-- Dataset follows --

//! Enumerated discriminator constants.
//!
//! A [`TagSet`] plays the role of an enumeration declared at runtime: a named,
//! ordered list of `(variant, value)` pairs. A [`Tag`] is one member of a set.
//! Tags compare by identity, so two sets that happen to share a name and values
//! still produce distinct tags.

use std::fmt;
use std::sync::Arc;

#[derive(Debug)]
struct TagSetInner {
    name: String,
    variants: Vec<(String, String)>,
}

/// A named set of enumerated constants.
#[derive(Debug, Clone)]
pub struct TagSet(Arc<TagSetInner>);

impl TagSet {
    /// Creates a new tag set from `(variant name, value)` pairs.
    #[must_use]
    pub fn new<I, N, V>(name: impl Into<String>, variants: I) -> Self
    where
        I: IntoIterator<Item = (N, V)>,
        N: Into<String>,
        V: Into<String>,
    {
        Self(Arc::new(TagSetInner {
            name: name.into(),
            variants: variants
                .into_iter()
                .map(|(n, v)| (n.into(), v.into()))
                .collect(),
        }))
    }

    /// Returns the set name.
    #[must_use]
    pub fn name(&self) -> &str {
        &self.0.name
    }

    /// Looks up a member by variant name.
    #[must_use]
    pub fn variant(&self, name: &str) -> Option<Tag> {
        self.0
            .variants
            .iter()
            .position(|(n, _)| n == name)
            .map(|index| self.at(index))
    }

    /// Looks up a member by variant name.
    ///
    /// # Panics
    ///
    /// Panics if the set has no such variant.
    #[must_use]
    pub fn tag(&self, name: &str) -> Tag {
        self.variant(name)
            .unwrap_or_else(|| panic!("{} has no variant {}", self.name(), name))
    }

    /// Looks up a member by its value.
    #[must_use]
    pub fn by_value(&self, value: &str) -> Option<Tag> {
        self.0
            .variants
            .iter()
            .position(|(_, v)| v == value)
            .map(|index| self.at(index))
    }

    /// Returns true if the tag belongs to this set.
    #[must_use]
    pub fn contains(&self, tag: &Tag) -> bool {
        Arc::ptr_eq(&self.0, &tag.set.0)
    }

    /// Iterates over all members in declaration order.
    pub fn tags(&self) -> impl Iterator<Item = Tag> + '_ {
        (0..self.0.variants.len()).map(|index| self.at(index))
    }

    /// Returns the number of members.
    #[must_use]
    pub fn len(&self) -> usize {
        self.0.variants.len()
    }

    /// Returns true if the set has no members.
    #[must_use]
    pub fn is_empty(&self) -> bool {
        self.0.variants.is_empty()
    }

    /// Human-readable description, e.g. `Kind("a", "b")`.
    #[must_use]
    pub fn describe(&self) -> String {
        let values: Vec<String> = self
            .0
            .variants
            .iter()
            .map(|(_, v)| format!("\"{v}\""))
            .collect();
        format!("{}({})", self.name(), values.join(", "))
    }

    fn at(&self, index: usize) -> Tag {
        Tag {
            set: self.clone(),
            index,
        }
    }
}

impl PartialEq for TagSet {
    fn eq(&self, other: &Self) -> bool {
        Arc::ptr_eq(&self.0, &other.0)
    }
}

impl Eq for TagSet {}

/// A member of a [`TagSet`].
#[derive(Clone)]
pub struct Tag {
    set: TagSet,
    index: usize,
}

impl Tag {
    /// Returns the variant name.
    #[must_use]
    pub fn name(&self) -> &str {
        &self.set.0.variants[self.index].0
    }

    /// Returns the variant value.
    #[must_use]
    pub fn value(&self) -> &str {
        &self.set.0.variants[self.index].1
    }

    /// Returns the set this tag belongs to.
    #[must_use]
    pub fn set(&self) -> &TagSet {
        &self.set
    }
}

impl PartialEq for Tag {
    fn eq(&self, other: &Self) -> bool {
        self.set == other.set && self.index == other.index
    }
}

impl Eq for Tag {}

impl fmt::Debug for Tag {
    fn fmt(&self, f: &mut fmt::Formatter<'_>) -> fmt::Result {
        write!(f, "{}.{}", self.set.name(), self.name())
    }
}

impl fmt::Display for Tag {
    fn fmt(&self, f: &mut fmt::Formatter<'_>) -> fmt::Result {
        f.write_str(self.value())
    }
}

#[cfg(test)]
mod tests {
    use super::*;

    fn wheeler_types() -> TagSet {
        TagSet::new(
            "WheelerType",
            [("Bicycle", "bicycle"), ("Car", "car"), ("Truck", "truck")],
        )
    }

    #[test]
    fn test_lookup() {
        let kinds = wheeler_types();
        let car = kinds.variant("Car").unwrap();
        assert_eq!(car.value(), "car");
        assert_eq!(kinds.by_value("car"), Some(car));
        assert!(kinds.variant("Plane").is_none());
        assert_eq!(kinds.len(), 3);
    }

    #[test]
    fn test_identity() {
        let a = wheeler_types();
        let b = wheeler_types();
        assert_eq!(a.tag("Car"), a.tag("Car"));
        assert_ne!(a.tag("Car"), a.tag("Truck"));
        assert_ne!(a.tag("Car"), b.tag("Car"));
        assert!(a.contains(&a.tag("Bicycle")));
        assert!(!a.contains(&b.tag("Bicycle")));
    }

    #[test]
    fn test_describe() {
        let kinds = wheeler_types();
        assert_eq!(kinds.describe(), r#"WheelerType("bicycle", "car", "truck")"#);
        assert_eq!(kinds.tag("Truck").to_string(), "truck");
        assert_eq!(format!("{:?}", kinds.tag("Truck")), "WheelerType.Truck");
    }
}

-- Dataset concluded --

What to produce: Where a line of the entries contains the word "struct", copy that line.

Solution below:
struct TagSetInner {
pub struct TagSet(Arc<TagSetInner>);
pub struct Tag {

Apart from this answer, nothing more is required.